The purchase brings up two trends. Firstly, it’s a continuation of CRH’s refocus on safe havens in Europe and North America. The Ireland-based building materials producer originally picked up these plants in the wake of the formation of LafargeHolcim in 2015 as part of a package deal for Euro6.5bn in its ‘bolt-on’ acquisition expansion phase. Most of the assets in that deal were in Europe and North America, although it did see CRH also build a presence in the Philippines.

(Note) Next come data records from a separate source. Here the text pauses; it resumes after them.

//! Narration + background music mixer
//!
//! Takes a narration track and a background track and produces one mixed
//! track: the background is looped under the narration, starts `intro_delay`
//! seconds earlier and keeps playing `outro_length` seconds after it. All audio
//! work is done by an external ffmpeg; this crate computes the timing, builds
//! the filter graph, runs the process and manages the scratch directory the
//! results land in.

pub mod config;
pub mod error;
pub mod media;
pub mod request;
pub mod utils;

use std::path::Path;

use log::info;

pub use crate::config::{AudioCodec, MixerConfig, ProbePolicy};
pub use crate::error::{MixError, Result};
pub use crate::media::filter::{FilterGraph, GraphParams};
pub use crate::media::probe::ProbeStatus;
pub use crate::media::synth::{SynthesisPlan, SynthesisResult, Synthesizer};
pub use crate::request::{MediaAsset, SynthesisRequest};
pub use crate::utils::temp::{ScratchAsset, ScratchDir, SweepReport};

/// Entry point for one request cycle: scratch hygiene, then the mix
#[derive(Debug, Clone)]
pub struct Mixer {
    synthesizer: Synthesizer,
}

impl Mixer {
    pub fn new(config: MixerConfig) -> Result<Self> {
        Ok(Self {
            synthesizer: Synthesizer::new(config)?,
        })
    }

    pub fn synthesizer(&self) -> &Synthesizer {
        &self.synthesizer
    }

    /// Make sure the scratch directory exists and purge expired files
    pub fn prepare(&self) -> Result<SweepReport> {
        let scratch = self.synthesizer.scratch();
        scratch.ensure()?;
        Ok(scratch.sweep())
    }

    /// Run one request cycle
    pub async fn mix(&self, request: &SynthesisRequest) -> Result<SynthesisResult> {
        let report = self.prepare()?;
        if report.removed > 0 {
            info!("Removed {} expired scratch files before mixing", report.removed);
        }
        self.synthesizer.synthesize(request).await
    }
}

/// Mix with the default configuration, clamping raw parameters first
pub async fn mix_with_background(
    narration: impl AsRef<Path>,
    background: impl AsRef<Path>,
    background_volume: f64,
    intro_delay: f64,
    outro_length: f64,
) -> Result<SynthesisResult> {
    let request = SynthesisRequest::from_raw(
        narration,
        background,
        background_volume,
        intro_delay,
        outro_length,
    )?;
    Mixer::new(MixerConfig::default())?.mix(&request).await
}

Since late 2019 reports have emerged in the press about plans to sell up in Brazil and the Philippines. Whether CRH has made any profit on its sale in Brazil is hard to tell given the scale of its purchases from Lafarge and Holcim in 2015. The focus was likely on those key markets closer to home. Yet cement sales in Brazil peaked in 2014 before the national economy were hit by falling commodity and oil prices that contributed to a recession as well as the Petrobras political crisis. Sales bottomed out in 2018 and have been building steam since. Now is certainly the time to consider departure with a good price given the National Cement Industry Union’s (SNIC) glowing data for September 2020.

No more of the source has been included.